Un potentiel qui passe sous les radars

Au-delà de la charge de travail supplémentaire, souvent acceptée avec humilité par les intéressés, un autre phénomène, cette fois rarement anticipé, les contrarie plus encore : le sentiment de ne pas être apprécié à sa juste valeur. Car oui, lorsque les idées fusent, que les discussions s’emballent, il est bien plus compliqué d’avoir la même répartie que ses collaborateurs « Combien de fois, je n’ai pas pu exprimer mes idées en brainstorming !, s’exclame Naiara un brin frustrée. Évidemment, le temps que je formule dans ma tête de ce que je veux dire, mes collègues sont déjà passés à un autre sujet… » Des idées passées sous silence mais également des compétences jamais révélées selon Mickaël, bon orateur dans sa langue natale « Argumenter pour défendre mes idées est non seulement un pré-requis dans mon métier mais c’est aussi ma plus grande force. Sauf qu’en anglais, j’ai l’impression d’avoir le vocabulaire d’un enfant de 10 ans, et le sentiment de n’exprimer que 10 % de mon potentiel. »

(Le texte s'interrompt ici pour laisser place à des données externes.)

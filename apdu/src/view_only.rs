// Copyright (c) 2023 The Bytecoin Developers

//! View-only wallet export APDUs
//!
//! Export requires user approval, requests return
//! [`Pending`][crate::StatusWord::ConditionsNotSatisfied] until the
//! user has responded.

use curve25519_dalek::scalar::Scalar;
use encdec::{Decode, Encode};
use zeroize::Zeroize;

use super::{ApduError, ApduStatic, Instruction, BCN_APDU_CLA};
use crate::helpers::{arr, scalar};

/// Export view-only keys request APDU (0 length APDU)
///
/// Whether the view seed is included is chosen by the user on approval.
#[derive(Copy, Clone, PartialEq, Debug, Default, Encode, Decode)]
#[encdec(error = "ApduError")]
pub struct ViewOnlyReq;

impl ApduStatic for ViewOnlyReq {
    const CLA: u8 = BCN_APDU_CLA;
    const INS: u8 = Instruction::ExportViewOnly as u8;
}

/// View-only export response APDU
///
/// ## Encoding:
/// ```text
///  0                   1                   2                   3
///  0 1 2 3 4 5 6 7 8 9 0 1 2 3 4 5 6 7 8 9 0 1 2 3 4 5 6 7 8 9 0 1
/// +-+-+-+-+-+-+-+-+-+-+-+-+-+-+-+-+-+-+-+-+-+-+-+-+-+-+-+-+-+-+-+-+
/// /                       AUDIT_BASE_SECRET                       /
/// +-+-+-+-+-+-+-+-+-+-+-+-+-+-+-+-+-+-+-+-+-+-+-+-+-+-+-+-+-+-+-+-+
/// /                          VIEW_SECRET                          /
/// +-+-+-+-+-+-+-+-+-+-+-+-+-+-+-+-+-+-+-+-+-+-+-+-+-+-+-+-+-+-+-+-+
/// /                    VIEW_SEED (or zeroes)                      /
/// +-+-+-+-+-+-+-+-+-+-+-+-+-+-+-+-+-+-+-+-+-+-+-+-+-+-+-+-+-+-+-+-+
/// /                        PROOF_SH_C                             /
/// +-+-+-+-+-+-+-+-+-+-+-+-+-+-+-+-+-+-+-+-+-+-+-+-+-+-+-+-+-+-+-+-+
/// /                        PROOF_SH_R                             /
/// +-+-+-+-+-+-+-+-+-+-+-+-+-+-+-+-+-+-+-+-+-+-+-+-+-+-+-+-+-+-+-+-+
/// ```
#[derive(Clone, PartialEq, Debug, Encode, Decode)]
#[encdec(error = "ApduError")]
pub struct ViewOnlyResp {
    #[encdec(with = "scalar")]
    pub audit_base_secret: Scalar,
    #[encdec(with = "scalar")]
    pub view_secret: Scalar,
    #[encdec(with = "arr")]
    pub view_seed: [u8; 32],
    /// Proof of spend key knowledge, challenge
    #[encdec(with = "scalar")]
    pub proof_c: Scalar,
    /// Proof of spend key knowledge, response
    #[encdec(with = "scalar")]
    pub proof_r: Scalar,
}

impl Drop for ViewOnlyResp {
    fn drop(&mut self) {
        self.audit_base_secret.zeroize();
        self.view_secret.zeroize();
        self.view_seed.zeroize();
    }
}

Un handicap linguistique qui peut même être source d’erreur, rendant le préjudice professionnel bien plus lourd comme le regrette Xiao : « Un brief mal compris m’a déjà coûté un projet. Le client faisait de la restauration, et moi je pensais qu’il s’agissait d’un restaurant alors qu’il remettait en état des œuvres d’art. Autant dire que ma proposition graphique était complètement à côté de la plaque. » Un ressenti difficile aussi pour Teddy, qui a développé un syndrôme de l’imposteur au tout début : « Par moment je pouvais paraître moins bon que des collègues plus juniors. J’essayais toujours de faire bonne figure mais c’est éprouvant moralement surtout quand tu sais que tu as les capacités mais que la barrière de la langue t’empêche de les exprimer pleinement. » Une petite montagne mentale à gravir, que tous n’arrivent malheureusement pas à surmonter, se désole le publicitaire : « Je connais plusieurs personnes qui n’ont pas tenu le coup à cause de ça. C’est clairement une mise à l’épreuve, il faut redoubler de détermination. »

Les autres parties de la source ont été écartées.